Opinion: For the past few years, many New Zealanders have felt something shift in our public spaces. Retailers talk about intimidation. Families talk about feeling uneasy in once-familiar town centres. Commuters describe a visible rise in anti-social behaviour. Whether statistically dramatic or not, the perception of disorder has become politically potent.
The government’s newly announced expansion of move-on powers is a response to that mood. At its core, a move-on order allows police to direct someone to leave a particular area if their presence or behaviour is causing disruption, intimidation, or a risk to public safety.
It is framed as preventative rather than punitive, an early intervention tool designed to stop escalation before it becomes an arrest. On paper, that makes sense and the political parties, on the left in particular, should take heart from that.
Just last year, the business association for Auckland’s city centre released a survey that found store owners and offices believe homelessness was one of the factors crippling their trade. Nine in every 10 businesses said rough sleepers and begging were affecting their business. The survey interviewed 102 business owners from in and around the Queen Street.
Public spaces belong to everyone. The right to walk through a CBD, take your children to a park, or operate a small business without harassment is fundamental to a functioning society. If police lack practical tools to intervene before situations deteriorate, they are reduced to reacting after harm has already occurred.
In that sense, move on orders are less about punishment and more about restoring confidence. And confidence matters. When people avoid town centres, businesses suffer. When retailers feel unprotected, they invest less. When law-abiding citizens feel uneasy, social trust erodes.
This is not to say expansion of police powers does not deserve scrutiny. New Zealand prides itself on being a liberal democracy with restrained and accountable law enforcement. A move-on order is discretionary. It relies on judgment. And discretion, if poorly guided or unevenly applied, can create perceptions of unfairness or bias.
The real test of this policy will be not how often it is used. It will be how fairly it is applied. If move on powers disproportionately target the vulnerable without addressing underlying issues, they will fail. If they become a blunt instrument used to displace problems rather than resolve them, they will simply shift disorder from one street to another.
Public order cannot be maintained by enforcement alone. There is also a risk of overselling what these powers can achieve. Move-on orders may reduce visible disruption in the short term, but they do not replace broader work in youth engagement, mental health services, addiction treatment, and community policing. If the government presents this as a silver bullet, it will disappoint both supporters and critics.

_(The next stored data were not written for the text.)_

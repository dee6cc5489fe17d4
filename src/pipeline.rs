/// Images the backend writes to disk
///
/// While `generate` runs, the backend drops numbered PNG snapshots of each
/// pipeline stage into a directory. This module finds the newest one and
/// turns the directory into a stream of previews that the UI consumes
/// until it aborts the stream when generation finishes.
///
/// Views rendered with `draw` end up as numbered frames in a directory
/// too; `load_view_directory` reads them back into a frame cache.
use iced::futures::stream::{self, Stream};
use std::cmp::Ordering;
use std::path::{Path, PathBuf};
use std::time::Duration;
use walkdir::WalkDir;

use crate::backend::frames::spin_angles;
use crate::error::Result;
use crate::state::frames::{Frame, FrameCache};

/// Remove stale previews from a previous run
pub fn clear_previews(dir: &Path) -> std::io::Result<()> {
    match std::fs::remove_dir_all(dir) {
        Err(e) if e.kind() != std::io::ErrorKind::NotFound => Err(e),
        _ => Ok(()),
    }
}

/// Sort paths so that embedded numbers compare numerically
/// (`2.png` before `10.png`).
pub fn natural_sort(paths: &mut [PathBuf]) {
    paths.sort_by(|a, b| natural_cmp(&a.to_string_lossy(), &b.to_string_lossy()));
}

fn natural_cmp(a: &str, b: &str) -> Ordering {
    let (mut a, mut b) = (a, b);
    loop {
        match (a.is_empty(), b.is_empty()) {
            (true, true) => return Ordering::Equal,
            (true, false) => return Ordering::Less,
            (false, true) => return Ordering::Greater,
            _ => {}
        }
        let (chunk_a, rest_a) = split_chunk(a);
        let (chunk_b, rest_b) = split_chunk(b);
        let ordering = match (is_digits(chunk_a), is_digits(chunk_b)) {
            (true, true) => cmp_digits(chunk_a, chunk_b),
            // numbers sort before text
            (true, false) => Ordering::Less,
            (false, true) => Ordering::Greater,
            (false, false) => chunk_a.cmp(chunk_b),
        };
        if ordering != Ordering::Equal {
            return ordering;
        }
        a = rest_a;
        b = rest_b;
    }
}

fn is_digits(chunk: &str) -> bool {
    chunk.starts_with(|c: char| c.is_ascii_digit())
}

/// Numeric comparison of two digit runs of any length
fn cmp_digits(a: &str, b: &str) -> Ordering {
    let a = a.trim_start_matches('0');
    let b = b.trim_start_matches('0');
    a.len().cmp(&b.len()).then_with(|| a.cmp(b))
}

/// Leading run of digits or of non-digits
fn split_chunk(s: &str) -> (&str, &str) {
    let digits = s.starts_with(|c: char| c.is_ascii_digit());
    let end = s
        .find(|c: char| c.is_ascii_digit() != digits)
        .unwrap_or(s.len());
    s.split_at(end)
}

/// PNG files directly inside `dir`, naturally sorted
pub fn list_pngs(dir: &Path) -> Vec<PathBuf> {
    let mut paths: Vec<PathBuf> = WalkDir::new(dir)
        .min_depth(1)
        .max_depth(1)
        .into_iter()
        .filter_map(|e| e.ok())
        .map(|e| e.into_path())
        .filter(|p| {
            p.is_file()
                && p.extension()
                    .map(|ext| ext.to_string_lossy().eq_ignore_ascii_case("png"))
                    .unwrap_or(false)
        })
        .collect();
    natural_sort(&mut paths);
    paths
}

/// Delete the PNG frames left in `dir` by an earlier render
pub fn remove_pngs(dir: &Path) -> std::io::Result<()> {
    for path in list_pngs(dir) {
        std::fs::remove_file(path)?;
    }
    Ok(())
}

/// Decode every frame in `dir` into `cache`. Frame `i` of `n` is keyed at
/// the i-th spin angle, so a directory of 30 renders covers a full turn.
/// Returns how many frames were loaded.
pub fn load_view_directory(dir: &Path, cache: &FrameCache) -> Result<usize> {
    let paths = list_pngs(dir);
    let angles = spin_angles(paths.len() as u32);
    let mut loaded = 0;
    for (path, angle) in paths.iter().zip(angles) {
        let bytes = std::fs::read(path)?;
        match Frame::decode(&bytes) {
            Ok(frame) => {
                cache.insert(angle, frame);
                loaded += 1;
            }
            Err(e) => log::warn!("⚠️  Skipping {}: {}", path.display(), e),
        }
    }
    log::info!("📂 Loaded {} frames from {}", loaded, dir.display());
    Ok(loaded)
}

/// True when the backend hasn't finished writing the file yet: the image
/// is missing/undecodable, or its first pixel is fully transparent black.
pub fn is_empty_image(frame: &Frame) -> bool {
    match frame.pixels() {
        None => true,
        Some(pixels) if pixels.width() == 0 || pixels.height() == 0 => true,
        Some(pixels) => {
            let [r, g, b, a] = pixels.get_pixel(0, 0).0;
            r == 0 && g == 0 && b == 0 && a <= 1
        }
    }
}

fn load_preview(path: &Path) -> Option<Frame> {
    let bytes = std::fs::read(path).ok()?;
    let frame = Frame::decode(&bytes).ok()?;
    (!is_empty_image(&frame)).then_some(frame)
}

/// Outcome of one look at the preview directory
#[derive(Debug)]
pub enum Scan {
    /// Newest file is the one already shown; it was not read again
    Unchanged,
    /// Nothing there yet, or the newest file is still being written
    NotReady,
    Fresh(Preview),
}

/// Newest preview in `dir` that decodes to a usable image. The path is
/// compared with `last_seen` before anything is decoded.
pub fn scan(dir: &Path, last_seen: Option<&Path>) -> Scan {
    let Some(path) = list_pngs(dir).pop() else {
        return Scan::NotReady;
    };
    if last_seen == Some(path.as_path()) {
        return Scan::Unchanged;
    }
    match load_preview(&path) {
        Some(frame) => Scan::Fresh(Preview { path, frame }),
        None => Scan::NotReady,
    }
}

/// A fresh preview found while watching
#[derive(Debug, Clone)]
pub struct Preview {
    pub path: PathBuf,
    pub frame: Frame,
}

/// Poll `dir` every `interval` and yield each new newest preview.
///
/// The stream never ends on its own; the caller drops or aborts it once
/// generation completes.
pub fn watch(dir: PathBuf, interval: Duration) -> impl Stream<Item = Preview> {
    stream::unfold(
        (dir, None::<PathBuf>),
        move |(dir, last_seen)| async move {
            loop {
                let scan_dir = dir.clone();
                let seen = last_seen.clone();
                let found =
                    tokio::task::spawn_blocking(move || scan(&scan_dir, seen.as_deref())).await;
                if let Ok(Scan::Fresh(preview)) = found {
                    log::debug!("pipeline preview {}", preview.path.display());
                    let path = preview.path.clone();
                    return Some((preview, (dir, Some(path))));
                }
                tokio::time::sleep(interval).await;
            }
        },
    )
}

#[cfg(test)]
mod tests {
    use super::*;
    use iced::futures::StreamExt;
    use image::{Rgba, RgbaImage};

    fn write_png(path: &Path, colour: [u8; 4]) {
        let img = RgbaImage::from_pixel(3, 3, Rgba(colour));
        img.save(path).unwrap();
    }

    #[test]
    fn test_natural_sort() {
        let mut paths: Vec<PathBuf> = ["10.png", "2.png", "1.png", "a.png", "1b.png"]
            .iter()
            .map(PathBuf::from)
            .collect();
        natural_sort(&mut paths);
        let names: Vec<_> = paths.iter().map(|p| p.to_string_lossy().to_string()).collect();
        assert_eq!(names, ["1.png", "1b.png", "2.png", "10.png", "a.png"]);
    }

    #[test]
    fn test_scan_skips_empty_images() {
        let dir = tempfile::tempdir().unwrap();
        write_png(&dir.path().join("2.png"), [10, 20, 30, 255]);
        write_png(&dir.path().join("10.png"), [0, 0, 0, 0]);

        // newest file is still blank
        assert!(matches!(scan(dir.path(), None), Scan::NotReady));

        write_png(&dir.path().join("10.png"), [200, 0, 0, 255]);
        let Scan::Fresh(preview) = scan(dir.path(), None) else {
            panic!("expected a preview");
        };
        assert_eq!(preview.path.file_name().unwrap(), "10.png");
        assert_eq!(preview.frame.pixels().unwrap().get_pixel(0, 0).0, [200, 0, 0, 255]);
    }

    #[test]
    fn test_natural_sort_long_digit_runs() {
        let mut paths: Vec<PathBuf> = [
            "123456789012345678901234.png",
            "99.png",
            "007.png",
            "x.png",
        ]
        .iter()
        .map(PathBuf::from)
        .collect();
        natural_sort(&mut paths);
        let names: Vec<_> = paths.iter().map(|p| p.to_string_lossy().to_string()).collect();
        assert_eq!(
            names,
            ["007.png", "99.png", "123456789012345678901234.png", "x.png"]
        );
        assert_eq!(natural_cmp("07.png", "7.png"), Ordering::Equal);
    }

    #[test]
    fn test_scan_skips_decoding_seen_preview() {
        let dir = tempfile::tempdir().unwrap();
        let newest = dir.path().join("3.png");
        // unreadable as an image, so decoding it would report NotReady
        std::fs::write(&newest, b"half written").unwrap();

        assert!(matches!(scan(dir.path(), Some(&newest)), Scan::Unchanged));
        assert!(matches!(scan(dir.path(), None), Scan::NotReady));

        write_png(&dir.path().join("4.png"), [9, 9, 9, 255]);
        match scan(dir.path(), Some(&newest)) {
            Scan::Fresh(preview) => assert!(preview.path.ends_with("4.png")),
            other => panic!("expected a fresh preview, got {:?}", other),
        }
    }

    #[test]
    fn test_list_pngs_ignores_other_files() {
        let dir = tempfile::tempdir().unwrap();
        write_png(&dir.path().join("1.png"), [1, 1, 1, 255]);
        std::fs::write(dir.path().join("notes.txt"), "x").unwrap();
        std::fs::create_dir(dir.path().join("nested")).unwrap();
        write_png(&dir.path().join("nested").join("2.png"), [1, 1, 1, 255]);

        let pngs = list_pngs(dir.path());
        assert_eq!(pngs.len(), 1);
        assert!(pngs[0].ends_with("1.png"));
    }

    #[test]
    fn test_load_view_directory_spreads_frames_over_a_turn() {
        let dir = tempfile::tempdir().unwrap();
        for (i, shade) in [(0, 10u8), (1, 20), (2, 30), (3, 40)] {
            write_png(&dir.path().join(format!("{}.png", i)), [shade, 0, 0, 255]);
        }
        std::fs::write(dir.path().join("10.png"), b"not a png").unwrap();

        let cache: FrameCache = FrameCache::new();
        // five files, so frames are 72° apart; the broken one is skipped
        assert_eq!(load_view_directory(dir.path(), &cache).unwrap(), 4);
        assert_eq!(cache.angles(), vec![-144.0, 0.0, 72.0, 144.0]);
        // 3.png is the fourth frame: 216° wrapped to -144°
        assert_eq!(cache.nearest(-144.0).pixels().unwrap().get_pixel(0, 0).0[0], 40);
    }

    #[test]
    fn test_remove_pngs_keeps_other_files() {
        let dir = tempfile::tempdir().unwrap();
        write_png(&dir.path().join("0.png"), [1, 1, 1, 255]);
        std::fs::write(dir.path().join("keep.txt"), "x").unwrap();

        remove_pngs(dir.path()).unwrap();
        assert!(list_pngs(dir.path()).is_empty());
        assert!(dir.path().join("keep.txt").exists());
    }

    #[test]
    fn test_clear_missing_dir_is_fine() {
        let dir = tempfile::tempdir().unwrap();
        clear_previews(&dir.path().join("pipeline")).unwrap();
    }

    #[tokio::test]
    async fn test_watch_yields_each_new_preview_once() {
        let dir = tempfile::tempdir().unwrap();
        write_png(&dir.path().join("0.png"), [5, 5, 5, 255]);

        let mut previews = Box::pin(watch(dir.path().to_path_buf(), Duration::from_millis(10)));
        let first = previews.next().await.unwrap();
        assert!(first.path.ends_with("0.png"));

        write_png(&dir.path().join("1.png"), [6, 6, 6, 255]);
        let second = previews.next().await.unwrap();
        assert!(second.path.ends_with("1.png"));
    }
}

However, doing nothing is not an option either. For too long, the debate around public safety has swung between extremes: either a call for heavy-handed crackdowns or a reluctance to acknowledge genuine public concern. Most New Zealanders sit somewhere in the middle. They want safe public spaces. They also want fairness, proportionality, and accountability.
Move-on orders, if implemented properly, can sit within that middle ground. If those safeguards exist, the tool becomes what it was intended to be: a mechanism to prevent escalation, not to expand state power unnecessarily.
The deeper question this policy raises is about the kind of country we want to be. New Zealand’s social contract has long been built on mutual respect: freedom of movement, but also responsibility in shared spaces. If that balance weakens, governments will inevitably respond with firmer measures.
The hope should be that they are rarely needed because behaviour improves, expectations reset, and communities feel both safe and respected. Law and order is not just about enforcement. It is about maintaining a society where ordinary people feel confident participating in public life. If move-on powers restore that confidence without undermining our civil liberties, they will have served their purpose.
(Himanshu Parmar is a Waikato-based migrant, entrepreneur, retail crime advocate, and former ACT Party candidate. He writes on crime, business, and culture, and their influence on shaping New Zealand’s future. He also serves as one of the board members on the Ministerial Advisory Group for Retail Crime.)